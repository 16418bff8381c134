//! # Motion Controller Equipment Commands
//!
//! Motion demands are built by the executive and sent to the motion
//! controller server. Each demand carries the motion target together with
//! optional limit overrides. A limit field of `None` means no override was
//! configured for that field and the controller's own default applies, so no
//! in-band marker value ever crosses this interface.
//!
//! Limit fields can only be written through their setter, which keeps the
//! point of application in one place. Translational Cartesian limits are in
//! the controller's native millimetre-based units; the setters expect values
//! already converted through [`crate::eqpt::units`].

// ------------------------------------------------------------------------------------------------
// IMPORTS
// ------------------------------------------------------------------------------------------------

use serde::{Deserialize, Serialize};

// ------------------------------------------------------------------------------------------------
// CONSTANTS
// ------------------------------------------------------------------------------------------------

/// The number of joints on the manipulator.
pub const NUM_JOINTS: usize = 7;

// ------------------------------------------------------------------------------------------------
// STRUCTS
// ------------------------------------------------------------------------------------------------

/// A pose of the end effector.
#[derive(Serialize, Deserialize, Debug, Clone, Copy, PartialEq)]
pub struct Pose {
    /// Position of the end effector.
    ///
    /// Units: meters
    pub position_m: [f64; 3],

    /// Attitude of the end effector as a quaternion, scalar first.
    pub attitude_q: [f64; 4],
}

/// A continuous joint-space servo demand.
#[derive(Serialize, Deserialize, Debug, Clone, Copy, PartialEq)]
pub struct JointServoMotion {
    /// Target position for each joint.
    ///
    /// Units: radians
    pub target_pos_rad: [f64; NUM_JOINTS],

    relative_velocity: Option<f64>,
    relative_acceleration: Option<f64>,
    acceleration_override: Option<f64>,
}

/// A point-to-point joint motion demand.
#[derive(Serialize, Deserialize, Debug, Clone, Copy, PartialEq)]
pub struct PtpJointMotion {
    /// Target position for each joint.
    ///
    /// Units: radians
    pub target_pos_rad: [f64; NUM_JOINTS],

    relative_velocity: Option<f64>,
    relative_acceleration: Option<f64>,
}

/// A point-to-point Cartesian motion demand.
#[derive(Serialize, Deserialize, Debug, Clone, Copy, PartialEq)]
pub struct PtpCartesianMotion {
    /// Target pose of the end effector.
    pub target_pose: Pose,

    cart_velocity_mms: Option<f64>,
    orientation_velocity_rads: Option<f64>,
    cart_acceleration_mms2: Option<f64>,
    orientation_acceleration_rads2: Option<f64>,
    cart_jerk_mms3: Option<f64>,
    orientation_jerk_rads3: Option<f64>,
}

/// A continuous Cartesian servo demand.
#[derive(Serialize, Deserialize, Debug, Clone, Copy, PartialEq)]
pub struct CartesianServoMotion {
    /// Target pose of the end effector.
    pub target_pose: Pose,

    trans_velocity_mms: Option<[f64; 3]>,
    rot_velocity_rads: Option<[f64; 3]>,
}

// ------------------------------------------------------------------------------------------------
// ENUMS
// ------------------------------------------------------------------------------------------------

/// Demands that are sent from the motion client to the motion server.
#[derive(Serialize, Deserialize, Debug, Clone, Copy, PartialEq)]
pub enum MotionDems {
    JointServo(JointServoMotion),
    PtpJoint(PtpJointMotion),
    PtpCartesian(PtpCartesianMotion),
    CartesianServo(CartesianServoMotion),
}

/// Response from the motion server based on the demands sent by the client.
#[derive(Serialize, Deserialize, Debug, Clone, Copy, PartialEq, Eq)]
pub enum MotionDemsResponse {
    /// The demands passed validation and will be actuated
    DemsOk,

    /// The demands failed validation and were dropped
    DemsInvalid,

    /// Controller is invalid so demands cannot be actuated
    CtrlInvalid,
}

// -----------------------------------------------------------------------------------------------
// IMPLS
// -----------------------------------------------------------------------------------------------

impl Default for Pose {
    fn default() -> Self {
        Self {
            position_m: [0.0; 3],
            attitude_q: [1.0, 0.0, 0.0, 0.0],
        }
    }
}

impl JointServoMotion {
    /// Create a new demand for the given target, with no limit overrides.
    pub fn new(target_pos_rad: [f64; NUM_JOINTS]) -> Self {
        Self {
            target_pos_rad,
            relative_velocity: None,
            relative_acceleration: None,
            acceleration_override: None,
        }
    }

    /// Override the relative joint velocity limit (dimensionless).
    pub fn set_relative_velocity(&mut self, factor: f64) {
        self.relative_velocity = Some(factor);
    }

    /// Override the relative joint acceleration limit (dimensionless).
    pub fn set_relative_acceleration(&mut self, factor: f64) {
        self.relative_acceleration = Some(factor);
    }

    /// Override the controller's acceleration override factor (dimensionless).
    pub fn set_acceleration_override(&mut self, factor: f64) {
        self.acceleration_override = Some(factor);
    }

    pub fn relative_velocity(&self) -> Option<f64> {
        self.relative_velocity
    }

    pub fn relative_acceleration(&self) -> Option<f64> {
        self.relative_acceleration
    }

    pub fn acceleration_override(&self) -> Option<f64> {
        self.acceleration_override
    }
}

impl PtpJointMotion {
    /// Create a new demand for the given target, with no limit overrides.
    pub fn new(target_pos_rad: [f64; NUM_JOINTS]) -> Self {
        Self {
            target_pos_rad,
            relative_velocity: None,
            relative_acceleration: None,
        }
    }

    /// Override the relative joint velocity limit (dimensionless).
    pub fn set_relative_velocity(&mut self, factor: f64) {
        self.relative_velocity = Some(factor);
    }

    /// Override the relative joint acceleration limit (dimensionless).
    pub fn set_relative_acceleration(&mut self, factor: f64) {
        self.relative_acceleration = Some(factor);
    }

    pub fn relative_velocity(&self) -> Option<f64> {
        self.relative_velocity
    }

    pub fn relative_acceleration(&self) -> Option<f64> {
        self.relative_acceleration
    }
}

impl PtpCartesianMotion {
    /// Create a new demand for the given target, with no limit overrides.
    pub fn new(target_pose: Pose) -> Self {
        Self {
            target_pose,
            cart_velocity_mms: None,
            orientation_velocity_rads: None,
            cart_acceleration_mms2: None,
            orientation_acceleration_rads2: None,
            cart_jerk_mms3: None,
            orientation_jerk_rads3: None,
        }
    }

    /// Override the translational velocity limit.
    ///
    /// Units: millimeters/second (controller native)
    pub fn set_cart_velocity(&mut self, vel_mms: f64) {
        self.cart_velocity_mms = Some(vel_mms);
    }

    /// Override the orientation velocity limit.
    ///
    /// Units: radians/second
    pub fn set_orientation_velocity(&mut self, vel_rads: f64) {
        self.orientation_velocity_rads = Some(vel_rads);
    }

    /// Override the translational acceleration limit.
    ///
    /// Units: millimeters/second^2 (controller native)
    pub fn set_cart_acceleration(&mut self, acc_mms2: f64) {
        self.cart_acceleration_mms2 = Some(acc_mms2);
    }

    /// Override the orientation acceleration limit.
    ///
    /// Units: radians/second^2
    pub fn set_orientation_acceleration(&mut self, acc_rads2: f64) {
        self.orientation_acceleration_rads2 = Some(acc_rads2);
    }

    /// Override the translational jerk limit.
    ///
    /// Units: millimeters/second^3 (controller native)
    pub fn set_cart_jerk(&mut self, jerk_mms3: f64) {
        self.cart_jerk_mms3 = Some(jerk_mms3);
    }

    /// Override the orientation jerk limit.
    ///
    /// Units: radians/second^3
    pub fn set_orientation_jerk(&mut self, jerk_rads3: f64) {
        self.orientation_jerk_rads3 = Some(jerk_rads3);
    }

    pub fn cart_velocity_mms(&self) -> Option<f64> {
        self.cart_velocity_mms
    }

    pub fn orientation_velocity_rads(&self) -> Option<f64> {
        self.orientation_velocity_rads
    }

    pub fn cart_acceleration_mms2(&self) -> Option<f64> {
        self.cart_acceleration_mms2
    }

    pub fn orientation_acceleration_rads2(&self) -> Option<f64> {
        self.orientation_acceleration_rads2
    }

    pub fn cart_jerk_mms3(&self) -> Option<f64> {
        self.cart_jerk_mms3
    }

    pub fn orientation_jerk_rads3(&self) -> Option<f64> {
        self.orientation_jerk_rads3
    }
}

impl MotionDems {
    /// Determine if the demand can be actuated.
    ///
    /// Checks that every target is finite, that Cartesian attitudes are
    /// usable, and that any limit override carries a usable value. Scalar
    /// overrides must be positive. Vector overrides are applied as a unit and
    /// may carry non-positive components alongside positive ones, so only
    /// finiteness is required of them.
    pub fn is_valid(&self) -> bool {
        match self {
            MotionDems::JointServo(m) => {
                m.target_pos_rad.iter().all(|p| p.is_finite())
                    && scalar_override_ok(m.relative_velocity)
                    && scalar_override_ok(m.relative_acceleration)
                    && scalar_override_ok(m.acceleration_override)
            }
            MotionDems::PtpJoint(m) => {
                m.target_pos_rad.iter().all(|p| p.is_finite())
                    && scalar_override_ok(m.relative_velocity)
                    && scalar_override_ok(m.relative_acceleration)
            }
            MotionDems::PtpCartesian(m) => {
                pose_ok(&m.target_pose)
                    && scalar_override_ok(m.cart_velocity_mms)
                    && scalar_override_ok(m.orientation_velocity_rads)
                    && scalar_override_ok(m.cart_acceleration_mms2)
                    && scalar_override_ok(m.orientation_acceleration_rads2)
                    && scalar_override_ok(m.cart_jerk_mms3)
                    && scalar_override_ok(m.orientation_jerk_rads3)
            }
            MotionDems::CartesianServo(m) => {
                pose_ok(&m.target_pose)
                    && vector_override_ok(m.trans_velocity_mms)
                    && vector_override_ok(m.rot_velocity_rads)
            }
        }
    }
}

impl CartesianServoMotion {
    /// Create a new demand for the given target, with no limit overrides.
    pub fn new(target_pose: Pose) -> Self {
        Self {
            target_pose,
            trans_velocity_mms: None,
            rot_velocity_rads: None,
        }
    }

    /// Override the per-axis translational velocity limit.
    ///
    /// Units: millimeters/second (controller native)
    pub fn set_trans_velocity(&mut self, vel_mms: [f64; 3]) {
        self.trans_velocity_mms = Some(vel_mms);
    }

    /// Override the per-axis rotational velocity limit.
    ///
    /// Units: radians/second
    pub fn set_rot_velocity(&mut self, vel_rads: [f64; 3]) {
        self.rot_velocity_rads = Some(vel_rads);
    }

    pub fn trans_velocity_mms(&self) -> Option<[f64; 3]> {
        self.trans_velocity_mms
    }

    pub fn rot_velocity_rads(&self) -> Option<[f64; 3]> {
        self.rot_velocity_rads
    }
}

// -----------------------------------------------------------------------------------------------
// PRIVATE FUNCTIONS
// -----------------------------------------------------------------------------------------------

/// True if the optional scalar override is absent or carries a positive finite
/// value.
fn scalar_override_ok(value: Option<f64>) -> bool {
    match value {
        Some(v) => v.is_finite() && v > 0.0,
        None => true,
    }
}

/// True if the optional vector override is absent or finite in every
/// component.
fn vector_override_ok(value: Option<[f64; 3]>) -> bool {
    match value {
        Some(v) => v.iter().all(|c| c.is_finite()),
        None => true,
    }
}

/// True if the pose target is usable.
fn pose_ok(pose: &Pose) -> bool {
    let norm_sq: f64 = pose.attitude_q.iter().map(|c| c * c).sum();

    pose.position_m.iter().all(|c| c.is_finite()) && norm_sq.is_finite() && norm_sq > 0.0
}

// -----------------------------------------------------------------------------------------------
// TESTS
// -----------------------------------------------------------------------------------------------

#[cfg(test)]
mod test {
    use super::*;

    #[test]
    fn test_new_demands_carry_no_overrides() {
        let joint_servo = JointServoMotion::new([0.0; NUM_JOINTS]);
        assert_eq!(joint_servo.relative_velocity(), None);
        assert_eq!(joint_servo.relative_acceleration(), None);
        assert_eq!(joint_servo.acceleration_override(), None);

        let ptp_cart = PtpCartesianMotion::new(Pose::default());
        assert_eq!(ptp_cart.cart_velocity_mms(), None);
        assert_eq!(ptp_cart.orientation_jerk_rads3(), None);

        let cart_servo = CartesianServoMotion::new(Pose::default());
        assert_eq!(cart_servo.trans_velocity_mms(), None);
        assert_eq!(cart_servo.rot_velocity_rads(), None);
    }

    #[test]
    fn test_dems_json_round_trip() {
        let mut motion = PtpCartesianMotion::new(Pose::default());
        motion.set_cart_velocity(2000.0);
        motion.set_orientation_velocity(0.5);

        let dems = MotionDems::PtpCartesian(motion);
        let json = serde_json::to_string(&dems).unwrap();
        let parsed: MotionDems = serde_json::from_str(&json).unwrap();

        assert_eq!(parsed, dems);
    }

    #[test]
    fn test_nominal_dems_valid() {
        let mut joint_servo = JointServoMotion::new([0.2; NUM_JOINTS]);
        joint_servo.set_relative_velocity(0.5);
        assert!(MotionDems::JointServo(joint_servo).is_valid());

        let mut ptp_cart = PtpCartesianMotion::new(Pose::default());
        ptp_cart.set_cart_velocity(2000.0);
        ptp_cart.set_cart_acceleration(200.0);
        assert!(MotionDems::PtpCartesian(ptp_cart).is_valid());
    }

    #[test]
    fn test_non_finite_target_invalid() {
        let mut target = [0.0; NUM_JOINTS];
        target[2] = f64::NAN;
        assert!(!MotionDems::PtpJoint(PtpJointMotion::new(target)).is_valid());

        let pose = Pose {
            position_m: [f64::INFINITY, 0.0, 0.0],
            ..Default::default()
        };
        assert!(!MotionDems::PtpCartesian(PtpCartesianMotion::new(pose)).is_valid());
    }

    #[test]
    fn test_zero_attitude_invalid() {
        let pose = Pose {
            position_m: [0.4, 0.0, 0.6],
            attitude_q: [0.0; 4],
        };
        assert!(!MotionDems::CartesianServo(CartesianServoMotion::new(pose)).is_valid());
    }

    #[test]
    fn test_non_positive_scalar_override_invalid() {
        let mut motion = PtpJointMotion::new([0.0; NUM_JOINTS]);
        motion.set_relative_velocity(0.0);
        assert!(!MotionDems::PtpJoint(motion).is_valid());
    }

    #[test]
    fn test_vector_override_may_carry_zero_components() {
        // Vector limits are applied as a unit, a zero component alongside a
        // positive one is a legitimate demand
        let mut motion = CartesianServoMotion::new(Pose::default());
        motion.set_rot_velocity([0.0, 0.0, 0.3]);
        assert!(MotionDems::CartesianServo(motion).is_valid());

        let mut motion = CartesianServoMotion::new(Pose::default());
        motion.set_trans_velocity([1000.0, f64::NAN, 0.0]);
        assert!(!MotionDems::CartesianServo(motion).is_valid());
    }
}
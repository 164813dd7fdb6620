//! # Sen.se API Rust Client
//!
//! A Rust client for the Sen.se API, giving application code a typed,
//! object-like view over remote users, nodes, feeds, subscriptions and events.
//!
//! ## Overview
//!
//! This library provides:
//! - Type-safe configuration via [`SenseConfig`] and [`SenseConfigBuilder`]
//! - Token and HMAC-signed token authentication via [`auth::Credentials`]
//! - An async HTTP client behind the [`Transport`] trait
//! - Discriminator-driven hydration of JSON into typed resources via [`rest`]
//! - URL derivation for flat, nested and singleton resources
//! - Page navigation and lazy iteration over paginated collections
//!
//! ## Quick Start
//!
//! ```rust
//! use sense_api::{ApiKey, SenseConfig};
//!
//! let config = SenseConfig::builder()
//!     .api_key(ApiKey::new("your-api-key").unwrap())
//!     .build()
//!     .unwrap();
//!
//! assert_eq!(config.api_url().as_ref(), "https://sen.se/api/v2");
//! ```
//!
//! ## Working with Resources
//!
//! ```rust,ignore
//! use sense_api::{ApiKey, HttpClient, SenseConfig};
//! use sense_api::rest::{Deletable, Listable, Readable, Writable};
//! use sense_api::rest::resources::{Feed, Node, Subscription, User};
//! use serde_json::json;
//!
//! let client = HttpClient::new(&config)?;
//!
//! // Singleton resource with eager-loaded relation
//! let params = json!({"expand": ["devices"]}).as_object().cloned();
//! let user = User::retrieve(&client, None, params).await?;
//!
//! // Create, update and delete a subscription
//! let fields = json!({
//!     "label": "my subscription",
//!     "gatewayUrl": "https://example.com/events/",
//!     "subscribes": ["feed-uid"]
//! });
//! let mut subscription = Subscription::create(&client, fields.as_object().unwrap().clone()).await?;
//! subscription.set("gatewayUrl", "https://example.com/another_endpoint/")?;
//! subscription.save(&client).await?;
//! subscription.delete(&client).await?;
//!
//! // Address a feed by node + type without fetching it first
//! let motion = Node::new("node-uid").feeds()?.with_key("motion")?;
//! let events = motion.events()?.list(&client, None).await?;
//!
//! // List with filters, then page or iterate
//! let filters = json!({"resource__type": "device"}).as_object().cloned();
//! let first_page = Node::list(&client, filters).await?;
//! let second_page = first_page.next(&client).await?;
//!
//! let mut nodes = Node::all(&client, None)?;
//! while let Some(node) = nodes.try_next().await? {
//!     println!("{node}");
//! }
//! ```
//!
//! ## Logging
//!
//! The client emits `tracing` events (requests and responses at `debug`,
//! page fetches and registry fallbacks at `trace`). Install a subscriber in
//! the application to see them.

pub mod auth;
pub mod clients;
pub mod config;
pub mod error;
pub mod rest;

// Re-export public types at crate root for convenience
pub use config::{ApiKey, ApiSecret, ApiUrl, SenseConfig, SenseConfigBuilder, DEFAULT_API_URL};
pub use error::ConfigError;

// Re-export HTTP client types
pub use clients::{
    DataType, HttpClient, HttpError, HttpMethod, HttpRequest, HttpRequestBuilder, HttpResponse,
    HttpResponseError, InvalidHttpRequestError, Transport,
};

// Re-export resource types
pub use rest::{AnyResource, ApiResource, Page, ResourceError};
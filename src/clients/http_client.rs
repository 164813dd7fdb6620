//! HTTP client for Sen.se API communication.
//!
//! This module provides the [`Transport`] trait, the capability the resource
//! layer calls into, and [`HttpClient`], its `reqwest`-backed implementation.

use std::collections::HashMap;

use crate::auth::Credentials;
use crate::clients::errors::HttpError;
use crate::clients::http_request::{DataType, HttpMethod, HttpRequest};
use crate::clients::http_response::HttpResponse;
use crate::config::{ApiUrl, SenseConfig};

/// Library version from Cargo.toml.
pub const SDK_VERSION: &str = env!("CARGO_PKG_VERSION");

/// Performs HTTP requests on behalf of resources.
///
/// Implementations return every response, whatever its status, as `Ok`;
/// only failures to obtain a response are errors. Mapping non-2xx statuses to
/// errors is left to the caller.
///
/// # Example
///
/// ```rust,ignore
/// struct Recorder { /* ... */ }
///
/// impl Transport for Recorder {
///     async fn request(&self, request: HttpRequest) -> Result<HttpResponse, HttpError> {
///         self.seen.lock().unwrap().push(request);
///         Ok(self.responses.lock().unwrap().pop_front().unwrap())
///     }
/// }
/// ```
#[allow(async_fn_in_trait)]
pub trait Transport: Send + Sync {
    /// Sends a request and returns the parsed response.
    ///
    /// # Errors
    ///
    /// Returns [`HttpError`] if the request is invalid or no response could
    /// be obtained.
    async fn request(&self, request: HttpRequest) -> Result<HttpResponse, HttpError>;
}

/// HTTP client for making requests to the Sen.se API.
///
/// The client handles:
/// - URL construction from the configured API URL (absolute URLs pass through)
/// - Default headers including `User-Agent`, `Accept` and `Authorization`
/// - JSON and form body encoding
///
/// There is no retry logic: every failure surfaces to the caller.
///
/// # Thread Safety
///
/// `HttpClient` is `Send + Sync`, making it safe to share across async tasks.
///
/// # Example
///
/// ```rust,ignore
/// use sense_api::{ApiKey, HttpClient, SenseConfig};
///
/// let config = SenseConfig::builder()
///     .api_key(ApiKey::new("my-token").unwrap())
///     .build()
///     .unwrap();
/// let client = HttpClient::new(&config)?;
/// ```
#[derive(Debug)]
pub struct HttpClient {
    /// The internal reqwest HTTP client.
    client: reqwest::Client,
    /// API base URL (e.g., `https://sen.se/api/v2`).
    api_url: ApiUrl,
    /// Default headers to include in all requests.
    default_headers: HashMap<String, String>,
}

// Verify HttpClient is Send + Sync at compile time
const _: fn() = || {
    const fn assert_send_sync<T: Send + Sync>() {}
    assert_send_sync::<HttpClient>();
};

impl HttpClient {
    /// Creates a new HTTP client from configuration.
    ///
    /// # Errors
    ///
    /// Returns [`HttpError::Network`] if the underlying reqwest client cannot
    /// be created (e.g., TLS initialization failure).
    pub fn new(config: &SenseConfig) -> Result<Self, HttpError> {
        let user_agent_prefix = config
            .user_agent_prefix()
            .map_or(String::new(), |prefix| format!("{prefix} | "));
        let rust_version = env!("CARGO_PKG_RUST_VERSION");
        let user_agent =
            format!("{user_agent_prefix}Sense API Library v{SDK_VERSION} | Rust {rust_version}");

        let mut default_headers = HashMap::new();
        default_headers.insert("User-Agent".to_string(), user_agent);
        default_headers.insert("Accept".to_string(), "application/json".to_string());

        if let Some(credentials) = Credentials::from_config(config) {
            default_headers.insert(
                "Authorization".to_string(),
                credentials.authorization_header(),
            );
        }

        let client = reqwest::Client::builder().use_rustls_tls().build()?;

        Ok(Self {
            client,
            api_url: config.api_url().clone(),
            default_headers,
        })
    }

    /// Returns the API base URL for this client.
    #[must_use]
    pub const fn api_url(&self) -> &ApiUrl {
        &self.api_url
    }

    /// Returns the default headers for this client.
    #[must_use]
    pub const fn default_headers(&self) -> &HashMap<String, String> {
        &self.default_headers
    }

    /// Sends an HTTP request to the API.
    ///
    /// # Errors
    ///
    /// Returns [`HttpError`] if request validation fails (`InvalidRequest`)
    /// or a network error occurs (`Network`). Non-2xx responses are returned
    /// as `Ok`.
    pub async fn send(&self, request: HttpRequest) -> Result<HttpResponse, HttpError> {
        request.verify()?;

        let url = self.api_url.join(&request.path);

        let mut headers = self.default_headers.clone();
        if let Some(extra) = &request.extra_headers {
            for (key, value) in extra {
                headers.insert(key.clone(), value.clone());
            }
        }

        let mut req_builder = match request.http_method {
            HttpMethod::Get => self.client.get(&url),
            HttpMethod::Post => self.client.post(&url),
            HttpMethod::Put => self.client.put(&url),
            HttpMethod::Delete => self.client.delete(&url),
        };

        for (key, value) in &headers {
            req_builder = req_builder.header(key, value);
        }

        if let Some(query) = &request.query {
            req_builder = req_builder.query(query);
        }

        match (request.body_type, &request.body) {
            (Some(DataType::Form), Some(_)) => {
                req_builder = req_builder.form(&request.form_pairs());
            }
            (Some(DataType::Json), Some(body)) => {
                req_builder = req_builder
                    .header("Content-Type", DataType::Json.as_content_type())
                    .body(body.to_string());
            }
            _ => {}
        }

        tracing::debug!(method = %request.http_method, url = %url, "sending request");

        let res = req_builder.send().await?;

        let code = res.status().as_u16();
        let res_headers = Self::parse_response_headers(res.headers());
        let body_text = res.text().await?;

        tracing::debug!(status = code, url = %url, "received response");

        Ok(HttpResponse::new(
            code,
            res_headers,
            HttpResponse::parse_body(&body_text),
        ))
    }

    /// Parses response headers into a `HashMap`.
    fn parse_response_headers(
        headers: &reqwest::header::HeaderMap,
    ) -> HashMap<String, Vec<String>> {
        let mut result: HashMap<String, Vec<String>> = HashMap::new();
        for (name, value) in headers {
            let key = name.as_str().to_lowercase();
            let value = value.to_str().unwrap_or_default().to_string();
            result.entry(key).or_default().push(value);
        }
        result
    }
}

impl Transport for HttpClient {
    async fn request(&self, request: HttpRequest) -> Result<HttpResponse, HttpError> {
        self.send(request).await
    }
}
//! HTTP response types for the Sen.se API client.

use std::collections::HashMap;

use serde_json::Value;

use crate::clients::errors::HttpResponseError;

/// An HTTP response from the API.
///
/// The body is always a JSON value: an empty body parses as `{}` and a body
/// that is not valid JSON is kept as `{"raw_body": "..."}`.
#[derive(Clone, Debug)]
pub struct HttpResponse {
    /// The HTTP status code.
    pub code: u16,
    /// Response headers, keyed by lowercase name (headers may have multiple values).
    pub headers: HashMap<String, Vec<String>>,
    /// The parsed response body.
    pub body: Value,
}

impl HttpResponse {
    /// Creates a new `HttpResponse`.
    #[must_use]
    pub const fn new(code: u16, headers: HashMap<String, Vec<String>>, body: Value) -> Self {
        Self {
            code,
            headers,
            body,
        }
    }

    /// Parses a raw response body.
    ///
    /// Empty bodies become `{}`; bodies that are not JSON are wrapped as
    /// `{"raw_body": text}`.
    #[must_use]
    pub fn parse_body(text: &str) -> Value {
        if text.trim().is_empty() {
            return serde_json::json!({});
        }
        serde_json::from_str(text).unwrap_or_else(|_| serde_json::json!({ "raw_body": text }))
    }

    /// Returns `true` if the status code is in the 2xx range.
    #[must_use]
    pub const fn is_ok(&self) -> bool {
        self.code >= 200 && self.code <= 299
    }

    /// Returns the first value of a header, by case-insensitive name.
    #[must_use]
    pub fn header(&self, name: &str) -> Option<&str> {
        self.headers
            .get(&name.to_lowercase())
            .and_then(|values| values.first())
            .map(String::as_str)
    }

    /// Converts a non-2xx response into an [`HttpResponseError`].
    ///
    /// # Errors
    ///
    /// Returns the status code and body when the response is not 2xx.
    pub fn error_for_status(self) -> Result<Self, HttpResponseError> {
        if self.is_ok() {
            Ok(self)
        } else {
            Err(HttpResponseError {
                code: self.code,
                body: self.body,
            })
        }
    }
}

# TASK BRIEF
Show all lines above that contain "axis".

# RESULT OF THIS TASK
    /// Override the per-axis translational velocity limit.
    /// Override the per-axis rotational velocity limit.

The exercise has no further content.